You haven’t even given them a chance. Even if you do notice them, you don’t obey them.

So really, is it your fullness signals that can’t be trusted or is it you?

I’m pretty sure your body knows what is best for it. But do you? Or even more so, do you even care?

I know you have those times when you feel full and don’t care. You create that apathy. I hear you all say that all the time.

You don’t care how your body feels, you still want to eat. You’re going to keep going anyway.

Now, that being said, there is also a chance that the hormones that dictate your fullness signals might be unbalanced and therefore aren’t reliable. If you’ve been eating a lot of concentrated and artificial foods, then this can happen.

I know that has happened to me before, when I’ve been through periods of eating a lot of sugar and flour for example, that my hunger sometimes seemed physically insatiable.

And when I’m eating only whole, natural foods, then my fullness is much more noticeable and I can trust it more.

But regardless of how you’re eating and how balanced your hormones are, looking for that fullness and stopping when you feel it, instead of just continuing on because you don’t care about what you body wants, is going to be a useful practice to start practicing.

So, other than issues with your fullness signals, the reason why you’re continuing to eat instead of stopping is because you’re either feeling desire or urges to keep eating or you’re trying to avoid some of other kind of feeling you don’t want to feel.

You just keep thinking you want more and when you think that, you’ll feel desire and urges and continue to eat more.

You want more pleasure, joy, happiness, so even though your body is telling you to stop, you’re not ready to. You still want more.

Also, if you stop eating, then you’re going to have to feel unanswered desire or urges or the feelings you’re trying to avoid so you keep eating so you don’t have to.

You keep eating past fullness because your emotional feelings are more important to you in the moment than your physical feelings.

Feeling happy is more important than treating your body well.

Feeling joy is more important than how you may feel physically in a few minutes.

Pleasure in this moment is more important than possibly feeling more pleasure for the rest of the day if you don’t eat.

If you weren’t so focused on wanting more and how good it tastes and how good you feel then you’d have an easier time stopping.

If you want to stop you have to stop focusing on only these things.

You have to make the decision to stop.

Think about the times when you do stop. And I don’t even mean when you stop when you’re full, but when you stop when you’re stuffed. Why do you stop then?

It’s not just because you’re stuffed. People tell me they stop because they feel sick or feel too full but that’s not the whole truth. It’s not the full reason why you stop. You can feel sick or too full and keep eating.
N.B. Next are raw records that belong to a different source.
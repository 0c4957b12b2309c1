#![doc = include_str!("../README.md")]

pub mod api;
pub mod cli;
pub mod config;
pub mod engine;
pub mod error;
pub mod runtime;
pub mod selectors;
pub mod services;
pub mod strategies;
pub mod tools;
pub mod types;


pub use config::ScrapeConfig;
pub use engine::Engine;
pub use error::{Result, ScrapeError};
pub use services::{JobStore, MarkdownStore};
pub use types::*;
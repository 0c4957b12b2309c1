/// Private helper functions for text cleaning
use once_cell::sync::Lazy;
use regex::Regex;
use unicode_normalization::UnicodeNormalization;

// Lazy static regex for whitespace normalization
static WHITESPACE_REGEX: Lazy<Regex> =
    Lazy::new(|| Regex::new(r"\s+").expect("valid regex"));

/// Decode HTML entities (named and numeric).
///
/// Examples:
/// - `&amp;` → `&`
/// - `&lt;p&gt;` → `<p>`
/// - `&#39;` → `'`
pub fn decode_html_entities(text: &str) -> String {
    html_escape::decode_html_entities(text).to_string()
}

/// Normalize Unicode to NFC (Canonical Composition).
pub(super) fn normalize_unicode(text: &str) -> String {
    text.nfc().collect::<String>()
}

/// Remove zero-width characters that are invisible but can cause issues.
pub(super) fn remove_zero_width_chars(text: &str) -> String {
    text.chars()
        .filter(|c| {
            !matches!(
                *c,
                '\u{200B}' | // Zero width space
                '\u{200C}' | // Zero width non-joiner
                '\u{200D}' | // Zero width joiner
                '\u{FEFF}'   // Zero width no-break space (BOM)
            )
        })
        .collect()
}

/// Remove control characters except newlines and tabs.
pub(super) fn remove_control_chars(text: &str) -> String {
    text.chars()
        .filter(|c| !c.is_control() || *c == '\n' || *c == '\t')
        .collect()
}

/// Collapse runs of whitespace (including newlines) to one space and trim.
pub(super) fn normalize_whitespace(text: &str) -> String {
    WHITESPACE_REGEX.replace_all(text, " ").trim().to_string()
}

/// Keep at most `max` characters.
pub fn truncate_chars(text: &str, max: usize) -> String {
    match text.char_indices().nth(max) {
        Some((idx, _)) => text[..idx].to_string(),
        None => text.to_string(),
    }
}

/// Upper-case the first letter of every word, lower-case the rest.
///
/// A word starts after any non-alphabetic character, so `acme-corp` becomes
/// `Acme-Corp` and `o'neil` becomes `O'Neil`.
pub fn title_case(text: &str) -> String {
    let mut out = String::with_capacity(text.len());
    let mut prev_alpha = false;
    for c in text.chars() {
        if c.is_alphabetic() {
            if prev_alpha {
                out.extend(c.to_lowercase());
            } else {
                out.extend(c.to_uppercase());
            }
            prev_alpha = true;
        } else {
            out.push(c);
            prev_alpha = false;
        }
    }
    out
}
You could.

But at some point, you make the decision to stop eating because of that.

You stop thinking you want more and instead think about stopping.

The circumstance here is that your stomach feels the way it does, and how you think about that is what stops you.
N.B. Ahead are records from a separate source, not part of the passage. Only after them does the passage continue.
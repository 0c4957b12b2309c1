//! One fetch of the posting page, shared by the JSON-LD, LinkedIn and
//! heuristic extractors.

use super::{heuristic, linkedin, structured, Strategy};
use crate::config::ScrapeConfig;
use crate::error::Result;
use crate::tools::fetch::HttpFetcher;
use crate::types::Attempt;
use async_trait::async_trait;
use scraper::Html;
use tracing::debug;
use url::Url;

pub struct PageStrategy {
    fetcher: HttpFetcher,
}

impl PageStrategy {
    pub fn new(cfg: &ScrapeConfig) -> Result<Self> {
        Ok(Self {
            fetcher: HttpFetcher::new(cfg, cfg.api_timeout())?,
        })
    }
}

/// JSON-LD first, then LinkedIn top-card markup on LinkedIn job URLs, then
/// heuristics, all over the same parsed document.
pub fn extract_from_html(html: &str, url: &Url) -> Attempt {
    let doc = Html::parse_document(html);
    match structured::extract(&doc, url) {
        Attempt::Success(raw) => return Attempt::Success(raw),
        Attempt::Failed(reason) => debug!(url = %url, reason = %reason, "no usable JSON-LD"),
        Attempt::NotApplicable => {}
    }
    if linkedin::match_url(url) {
        match linkedin::extract(&doc, url) {
            Attempt::Success(raw) => return Attempt::Success(raw),
            Attempt::Failed(reason) => {
                debug!(url = %url, reason = %reason, "no LinkedIn top card")
            }
            Attempt::NotApplicable => {}
        }
    }
    heuristic::extract(&doc, url)
}

#[async_trait]
impl Strategy for PageStrategy {
    fn name(&self) -> &'static str {
        "page"
    }

    async fn attempt(&self, url: &Url) -> Attempt {
        match self.fetcher.get_text(url.as_str(), &[]).await {
            Ok(html) => extract_from_html(&html, url),
            Err(e) => {
                debug!(url = %url, error = %e, "page fetch failed");
                Attempt::failed(e.to_string())
            }
        }
    }
}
It’s the same with being hungry. Being hungry doesn’t cause you to eat. It’s how you think about the hunger or what you’re thinking when you feel hungry. You could feel hungry for hours and not eat. You eat when you make the decision to eat.

You can feel full, stuffed even and still eat. You stop when you make the decision to stop.
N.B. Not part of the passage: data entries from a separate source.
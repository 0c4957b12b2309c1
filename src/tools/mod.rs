// Shared types
pub mod types;

// Modular tools
pub mod clean;
pub mod extract;
pub mod fetch;
pub mod scrape;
You stop you and when you don’t stop, it’s you that’s deciding to not stop.

You may have to decide to stop when you’re still feeling desire, an urge, or uncomfortable feelings. You’ll need to be okay with that.

If you can be okay with feeling those feelings then you’ll be okay with stopping.

If you can be okay with not getting any more pleasure from food, then you’ll be okay with stopping.

You’re going to make the decision to stop eating at some point. Make it when you’re full.

Don’t tell yourself you can’t stop eating, you can. You do stop, it just happens later than you’d like.

Pay attention to what your body is telling you and decide to stop when it signals for you to.

And of course, be willing to feel whatever emotions come up for you when you do.